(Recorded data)
----

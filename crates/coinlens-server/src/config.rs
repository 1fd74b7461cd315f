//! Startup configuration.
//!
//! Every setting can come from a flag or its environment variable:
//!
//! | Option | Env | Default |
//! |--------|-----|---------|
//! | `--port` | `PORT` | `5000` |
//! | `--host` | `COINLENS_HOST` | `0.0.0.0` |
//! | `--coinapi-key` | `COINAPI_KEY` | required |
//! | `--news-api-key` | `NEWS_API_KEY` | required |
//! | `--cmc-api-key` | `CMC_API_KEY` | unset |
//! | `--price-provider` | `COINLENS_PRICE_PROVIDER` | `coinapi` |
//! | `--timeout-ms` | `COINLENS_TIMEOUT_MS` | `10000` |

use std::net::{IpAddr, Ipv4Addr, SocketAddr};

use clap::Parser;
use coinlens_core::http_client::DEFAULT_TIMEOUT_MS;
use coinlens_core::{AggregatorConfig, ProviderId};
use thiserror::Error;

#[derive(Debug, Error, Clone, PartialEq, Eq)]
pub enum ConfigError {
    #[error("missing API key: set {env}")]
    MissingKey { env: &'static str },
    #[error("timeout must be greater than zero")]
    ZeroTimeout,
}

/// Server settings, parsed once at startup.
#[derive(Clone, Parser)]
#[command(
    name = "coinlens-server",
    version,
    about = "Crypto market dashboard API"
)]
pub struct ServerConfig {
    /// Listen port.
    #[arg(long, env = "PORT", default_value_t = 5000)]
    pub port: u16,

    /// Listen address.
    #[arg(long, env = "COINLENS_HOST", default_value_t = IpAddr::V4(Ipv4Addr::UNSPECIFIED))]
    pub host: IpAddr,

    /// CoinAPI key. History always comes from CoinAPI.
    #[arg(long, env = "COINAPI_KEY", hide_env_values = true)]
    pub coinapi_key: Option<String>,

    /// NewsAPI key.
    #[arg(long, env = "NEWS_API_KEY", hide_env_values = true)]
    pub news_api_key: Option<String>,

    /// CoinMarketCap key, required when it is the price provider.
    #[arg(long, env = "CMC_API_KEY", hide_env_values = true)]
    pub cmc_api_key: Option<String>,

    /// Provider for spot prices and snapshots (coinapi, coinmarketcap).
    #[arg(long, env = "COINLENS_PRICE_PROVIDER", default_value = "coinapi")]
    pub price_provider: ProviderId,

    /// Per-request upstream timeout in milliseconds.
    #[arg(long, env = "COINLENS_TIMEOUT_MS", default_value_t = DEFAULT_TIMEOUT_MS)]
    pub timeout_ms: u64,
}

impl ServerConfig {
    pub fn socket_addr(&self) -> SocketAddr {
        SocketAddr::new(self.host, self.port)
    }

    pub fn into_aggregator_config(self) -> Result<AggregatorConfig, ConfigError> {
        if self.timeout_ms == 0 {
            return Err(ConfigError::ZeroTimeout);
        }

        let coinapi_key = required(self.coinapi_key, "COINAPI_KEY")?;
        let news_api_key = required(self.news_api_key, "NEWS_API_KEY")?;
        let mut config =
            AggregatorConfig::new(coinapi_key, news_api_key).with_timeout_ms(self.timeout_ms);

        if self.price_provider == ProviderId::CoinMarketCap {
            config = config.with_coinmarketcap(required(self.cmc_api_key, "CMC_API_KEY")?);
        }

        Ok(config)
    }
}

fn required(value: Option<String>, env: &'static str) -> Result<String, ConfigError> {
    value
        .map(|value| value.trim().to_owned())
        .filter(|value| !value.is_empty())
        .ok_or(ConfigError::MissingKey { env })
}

----

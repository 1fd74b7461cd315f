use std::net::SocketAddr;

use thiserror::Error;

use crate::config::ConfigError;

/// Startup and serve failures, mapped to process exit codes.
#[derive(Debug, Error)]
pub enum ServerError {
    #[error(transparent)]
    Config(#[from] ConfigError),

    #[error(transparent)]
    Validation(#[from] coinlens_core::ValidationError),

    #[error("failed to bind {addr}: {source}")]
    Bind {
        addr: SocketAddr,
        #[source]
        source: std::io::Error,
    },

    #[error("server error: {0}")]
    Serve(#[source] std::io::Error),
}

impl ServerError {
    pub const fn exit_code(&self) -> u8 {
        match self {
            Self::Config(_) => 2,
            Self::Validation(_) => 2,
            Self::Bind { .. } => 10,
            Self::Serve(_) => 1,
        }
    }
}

----

[Exercise directions] Scan the records above and tell how many lines include the word "Option"; the number is all that should be written.

[Solution for this problem] 5